For Berkshire, this is less a simple portfolio addition than a deliberate expansion of its housing stack. The conglomerate already owns Clayton Homes and a broad set of building products businesses. Adding Taylor Morrison gives it a national site-built homebuilding platform with more than 350 communities across 21 markets in 12 states, plus mortgage, title, escrow and insurance capabilities that capture more of the economics around each home sale.

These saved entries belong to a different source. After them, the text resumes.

//! Durable storage for the shared collections (agenda catalog, member table,
//! debate state).
//!
//! Every collection is a single JSON document replaced as a whole on each
//! write. [`Collection`] wraps a store with the per-collection critical
//! section: a mutation is applied to a copy, the copy is persisted, and only
//! then does it become visible to readers.

use async_trait::async_trait;
use serde::{de::DeserializeOwned, Deserialize, Serialize};
use std::fmt;
use std::marker::PhantomData;
use std::path::{Path, PathBuf};
use std::sync::atomic::{AtomicBool, AtomicUsize, Ordering};
use std::sync::Arc;
use tokio::io::AsyncWriteExt;
use tokio::sync::Mutex;
use tracing::{debug, error, warn};

use crate::error::{CoreError, CoreResult};

pub const CURRENT_VERSION: u32 = 1;

// --- 1. Store Trait ---

#[async_trait]
pub trait RecordStore<T>: Send + Sync
where
    T: Send + Sync + 'static,
{
    /// Never fails: a missing or unreadable document yields the default value.
    async fn load(&self) -> T;

    /// Replaces the stored document with `value`.
    async fn save(&self, value: &T) -> CoreResult<()>;

    /// Human-readable location, for logs.
    fn describe(&self) -> String;
}

impl<T> fmt::Debug for dyn RecordStore<T>
where
    T: Send + Sync + 'static,
{
    fn fmt(&self, f: &mut fmt::Formatter<'_>) -> fmt::Result {
        f.debug_struct("RecordStore")
            .field("location", &self.describe())
            .finish()
    }
}

// --- 2. On-disk Envelope ---

#[derive(Deserialize)]
struct Versioned<T> {
    #[serde(default = "default_version")]
    version: u32,
    data: T,
}

#[derive(Serialize)]
struct VersionedRef<'a, T> {
    version: u32,
    data: &'a T,
}

fn default_version() -> u32 {
    CURRENT_VERSION
}

/// Accepts the versioned envelope, or a bare document written before the
/// envelope existed.
fn decode<T: DeserializeOwned>(raw: &str) -> Result<(u32, T), serde_json::Error> {
    match serde_json::from_str::<Versioned<T>>(raw) {
        Ok(v) => Ok((v.version, v.data)),
        Err(envelope_err) => match serde_json::from_str::<T>(raw) {
            Ok(bare) => Ok((0, bare)),
            Err(_) => Err(envelope_err),
        },
    }
}

// --- 3. JSON File Store ---

#[derive(Debug, Clone)]
pub struct JsonFileStore<T> {
    path: PathBuf,
    _marker: PhantomData<fn() -> T>,
}

impl<T> JsonFileStore<T> {
    pub fn new(path: impl Into<PathBuf>) -> Self {
        Self {
            path: path.into(),
            _marker: PhantomData,
        }
    }

    /// Moves an unreadable file out of the way so the next write cannot
    /// overwrite data a person may still want to recover by hand.
    async fn set_aside(&self) {
        let stamp = chrono::Utc::now().format("%Y%m%dT%H%M%S");
        let mut aside = self.path.clone().into_os_string();
        aside.push(format!(".unreadable-{stamp}"));
        let aside = PathBuf::from(aside);
        match tokio::fs::rename(&self.path, &aside).await {
            Ok(()) => warn!(path = %self.path.display(), moved_to = %aside.display(), "Unreadable store file set aside"),
            Err(e) => error!(path = %self.path.display(), error = %e, "Failed to set aside unreadable store file"),
        }
    }

    fn persistence_error(&self, reason: impl fmt::Display) -> CoreError {
        CoreError::Persistence {
            path: self.path.clone(),
            reason: reason.to_string(),
        }
    }
}

#[async_trait]
impl<T> RecordStore<T> for JsonFileStore<T>
where
    T: Serialize + DeserializeOwned + Default + Send + Sync + 'static,
{
    async fn load(&self) -> T {
        let raw = match tokio::fs::read_to_string(&self.path).await {
            Ok(raw) => raw,
            Err(e) if e.kind() == std::io::ErrorKind::NotFound => {
                warn!(path = %self.path.display(), "Store file missing; starting empty");
                return T::default();
            }
            Err(e) => {
                error!(path = %self.path.display(), error = %e, "Failed to read store file; starting empty");
                return T::default();
            }
        };

        if raw.trim().is_empty() {
            warn!(path = %self.path.display(), "Store file empty; starting empty");
            return T::default();
        }

        match decode::<T>(&raw) {
            Ok((version, data)) => {
                if version == 0 {
                    warn!(path = %self.path.display(), "Loaded unversioned store file; it will be upgraded on next write");
                } else if version > CURRENT_VERSION {
                    warn!(
                        path = %self.path.display(),
                        version = version,
                        supported = CURRENT_VERSION,
                        "Store file written by a newer version"
                    );
                }
                debug!(path = %self.path.display(), version = version, "Store file loaded");
                data
            }
            Err(e) => {
                error!(path = %self.path.display(), error = %e, "Malformed store file; starting empty");
                self.set_aside().await;
                T::default()
            }
        }
    }

    async fn save(&self, value: &T) -> CoreResult<()> {
        let dir = self
            .path
            .parent()
            .filter(|p| !p.as_os_str().is_empty())
            .map(|p| p.to_path_buf())
            .unwrap_or_else(|| PathBuf::from("."));

        tokio::fs::create_dir_all(&dir)
            .await
            .map_err(|e| self.persistence_error(format!("create dir {}: {e}", dir.display())))?;

        let raw = serde_json::to_string_pretty(&VersionedRef {
            version: CURRENT_VERSION,
            data: value,
        })
        .map_err(|e| self.persistence_error(format!("serialize: {e}")))?;

        let file_name = self
            .path
            .file_name()
            .map(|n| n.to_string_lossy().to_string())
            .unwrap_or_else(|| "store.json".to_string());
        let tmp_path = dir.join(format!("{file_name}.tmp-{}", uuid::Uuid::new_v4()));

        if let Err(e) = write_synced(&tmp_path, raw.as_bytes()).await {
            let _ = tokio::fs::remove_file(&tmp_path).await;
            return Err(self.persistence_error(format!(
                "write temp file {}: {e}",
                tmp_path.display()
            )));
        }

        // rename replaces the destination atomically; readers see old or new, never a mix.
        if let Err(e) = tokio::fs::rename(&tmp_path, &self.path).await {
            let _ = tokio::fs::remove_file(&tmp_path).await;
            return Err(self.persistence_error(format!("replace: {e}")));
        }

        Ok(())
    }

    fn describe(&self) -> String {
        self.path.display().to_string()
    }
}

async fn write_synced(path: &Path, bytes: &[u8]) -> std::io::Result<()> {
    let mut file = tokio::fs::File::create(path).await?;
    file.write_all(bytes).await?;
    file.sync_all().await?;
    Ok(())
}

// --- 4. In-memory Store ---

/// Non-persistent store for tests and throwaway runs. Writes can be made to
/// fail on demand.
#[derive(Debug, Default)]
pub struct MemoryStore<T> {
    value: std::sync::Mutex<T>,
    fail_writes: AtomicBool,
    saves: AtomicUsize,
}

impl<T: Clone> MemoryStore<T> {
    pub fn new(initial: T) -> Self {
        Self {
            value: std::sync::Mutex::new(initial),
            fail_writes: AtomicBool::new(false),
            saves: AtomicUsize::new(0),
        }
    }

    pub fn set_fail_writes(&self, fail: bool) {
        self.fail_writes.store(fail, Ordering::SeqCst);
    }

    /// Number of successful saves so far.
    pub fn save_count(&self) -> usize {
        self.saves.load(Ordering::SeqCst)
    }

    pub fn snapshot(&self) -> T {
        self.value.lock().unwrap_or_else(|e| e.into_inner()).clone()
    }
}

#[async_trait]
impl<T> RecordStore<T> for MemoryStore<T>
where
    T: Clone + Send + Sync + 'static,
{
    async fn load(&self) -> T {
        self.snapshot()
    }

    async fn save(&self, value: &T) -> CoreResult<()> {
        if self.fail_writes.load(Ordering::SeqCst) {
            return Err(CoreError::Persistence {
                path: PathBuf::from("memory"),
                reason: "writes disabled".to_string(),
            });
        }
        *self.value.lock().unwrap_or_else(|e| e.into_inner()) = value.clone();
        self.saves.fetch_add(1, Ordering::SeqCst);
        Ok(())
    }

    fn describe(&self) -> String {
        "memory".to_string()
    }
}

// --- 5. Guarded Collection ---

/// What an update closure did to the working copy.
#[derive(Debug)]
pub enum Change<R> {
    /// The copy was modified and must be persisted before `R` is returned.
    Commit(R),
    /// Nothing changed; no write happens.
    Unchanged(R),
}

pub struct Collection<T>
where
    T: Send + Sync + 'static,
{
    name: &'static str,
    store: Arc<dyn RecordStore<T>>,
    state: Mutex<T>,
}

impl<T> fmt::Debug for Collection<T>
where
    T: Send + Sync + 'static,
{
    fn fmt(&self, f: &mut fmt::Formatter<'_>) -> fmt::Result {
        f.debug_struct("Collection")
            .field("name", &self.name)
            .field("store", &self.store.describe())
            .finish()
    }
}

impl<T> Collection<T>
where
    T: Clone + Send + Sync + 'static,
{
    pub async fn open(name: &'static str, store: Arc<dyn RecordStore<T>>) -> Self {
        Self::open_with(name, store, |_| {}).await
    }

    /// Like [`Self::open`], letting the owner repair derived fields of the
    /// loaded state before anyone can read it. The repair is not written back
    /// until the next real change.
    pub async fn open_with(
        name: &'static str,
        store: Arc<dyn RecordStore<T>>,
        prepare: impl FnOnce(&mut T),
    ) -> Self {
        let mut initial = store.load().await;
        prepare(&mut initial);
        debug!(collection = name, location = %store.describe(), "Collection opened");
        Self {
            name,
            store,
            state: Mutex::new(initial),
        }
    }

    pub async fn read<R>(&self, f: impl FnOnce(&T) -> R) -> R {
        let guard = self.state.lock().await;
        f(&guard)
    }

    pub async fn snapshot(&self) -> T {
        self.state.lock().await.clone()
    }

    /// Runs `f` against a working copy under the collection lock. The copy
    /// replaces the live state only after a successful save.
    pub async fn update<R, F>(&self, f: F) -> CoreResult<R>
    where
        F: FnOnce(&mut T) -> CoreResult<Change<R>> + Send,
        R: Send,
    {
        let mut guard = self.state.lock().await;
        let mut working = guard.clone();
        match f(&mut working)? {
            Change::Unchanged(out) => Ok(out),
            Change::Commit(out) => {
                if let Err(e) = self.store.save(&working).await {
                    error!(collection = self.name, error = %e, "Persist failed; change discarded");
                    return Err(e);
                }
                *guard = working;
                Ok(out)
            }
        }
    }
}

#[cfg(test)]
mod tests {
    use super::*;
    use std::collections::BTreeMap;

    type Table = BTreeMap<String, u32>;

    #[tokio::test]
    async fn missing_file_loads_default() {
        let dir = tempfile::tempdir().unwrap();
        let store: JsonFileStore<Table> = JsonFileStore::new(dir.path().join("absent.json"));
        assert!(store.load().await.is_empty());
    }

    #[tokio::test]
    async fn save_then_load_keeps_envelope_and_leaves_no_temp_files() {
        let dir = tempfile::tempdir().unwrap();
        let path = dir.path().join("nested").join("table.json");
        let store: JsonFileStore<Table> = JsonFileStore::new(&path);

        let mut table = Table::new();
        table.insert("a".into(), 1);
        store.save(&table).await.unwrap();
        table.insert("b".into(), 2);
        store.save(&table).await.unwrap();

        assert_eq!(store.load().await, table);

        let raw = std::fs::read_to_string(&path).unwrap();
        let value: serde_json::Value = serde_json::from_str(&raw).unwrap();
        assert_eq!(value["version"], 1);
        assert_eq!(value["data"]["b"], 2);

        let leftovers: Vec<_> = std::fs::read_dir(path.parent().unwrap())
            .unwrap()
            .filter_map(|e| e.ok())
            .filter(|e| e.file_name().to_string_lossy().contains(".tmp-"))
            .collect();
        assert!(leftovers.is_empty());
    }

    #[tokio::test]
    async fn legacy_bare_document_is_accepted() {
        let dir = tempfile::tempdir().unwrap();
        let path = dir.path().join("legacy.json");
        std::fs::write(&path, r#"{"x": 5}"#).unwrap();
        let store: JsonFileStore<Table> = JsonFileStore::new(&path);
        assert_eq!(store.load().await.get("x"), Some(&5));
    }

    #[tokio::test]
    async fn malformed_document_falls_back_to_default() {
        let dir = tempfile::tempdir().unwrap();
        let path = dir.path().join("broken.json");
        std::fs::write(&path, "{ not json").unwrap();
        let store: JsonFileStore<Table> = JsonFileStore::new(&path);
        assert!(store.load().await.is_empty());

        // The unreadable original survives next to the fresh file.
        store.save(&Table::new()).await.unwrap();
        let kept: Vec<String> = std::fs::read_dir(dir.path())
            .unwrap()
            .filter_map(|e| e.ok())
            .map(|e| e.file_name().to_string_lossy().to_string())
            .filter(|name| name.starts_with("broken.json.unreadable-"))
            .collect();
        assert_eq!(kept.len(), 1);
        assert_eq!(std::fs::read_to_string(dir.path().join(&kept[0])).unwrap(), "{ not json");
    }

    #[tokio::test]
    async fn failed_save_leaves_state_untouched() {
        let store = Arc::new(MemoryStore::new(Table::new()));
        let collection: Collection<Table> = Collection::open("t", store.clone()).await;

        collection
            .update(|t| {
                t.insert("kept".into(), 1);
                Ok(Change::Commit(()))
            })
            .await
            .unwrap();

        store.set_fail_writes(true);
        let err = collection
            .update(|t| {
                t.insert("lost".into(), 2);
                Ok(Change::Commit(()))
            })
            .await
            .unwrap_err();
        assert!(matches!(err, CoreError::Persistence { .. }));

        let snapshot = collection.snapshot().await;
        assert!(snapshot.contains_key("kept"));
        assert!(!snapshot.contains_key("lost"));
        assert_eq!(store.save_count(), 1);
    }

    #[tokio::test]
    async fn unchanged_updates_do_not_write() {
        let store = Arc::new(MemoryStore::new(Table::new()));
        let collection: Collection<Table> = Collection::open("t", store.clone()).await;
        let len = collection
            .update(|t| Ok(Change::Unchanged(t.len())))
            .await
            .unwrap();
        assert_eq!(len, 0);
        assert_eq!(store.save_count(), 0);
    }
}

That vertical reach matters in a market where affordability remains strained, financing costs are elevated, and builders need tighter control over land, materials, and customer acquisition. Berkshire is buying operating density and optionality. Taylor Morrison brings exposure across entry-level, move-up, resort lifestyle, and build-to-rent through Yardly. That mix should help smooth demand swings better than a pure-play luxury or first-time buyer strategy.
The timing is notable. Public homebuilders have spent years proving they can run asset-light land strategies, protect margins, and use scale to negotiate procurement and financing. Berkshire is now taking one of those platforms private, freeing management from quarterly earnings pressure just as the industry faces a longer period of uneven demand and local market volatility. In that setting, patient capital becomes a competitive weapon.
Acquire.fyi data shows construction M&A has been sparse this year, with just eight deals announced through May 31. Yet sector deal value has reached $17.3 billion, according to Acquire.fyi, which tracks mergers and acquisitions in the industry, underscoring how buyers are favoring a small number of very large, conviction-driven bets over broad-based consolidation.
Taylor Morrison will remain under its current management team, including CEO Sheryl Palmer. The harder question sits beyond closing. If Berkshire begins to unify site-built operations around Taylor Morrison, rivals may face a better-capitalized competitor with more room to hold inventory, absorb rate shocks, and press for share when smaller builders pull back.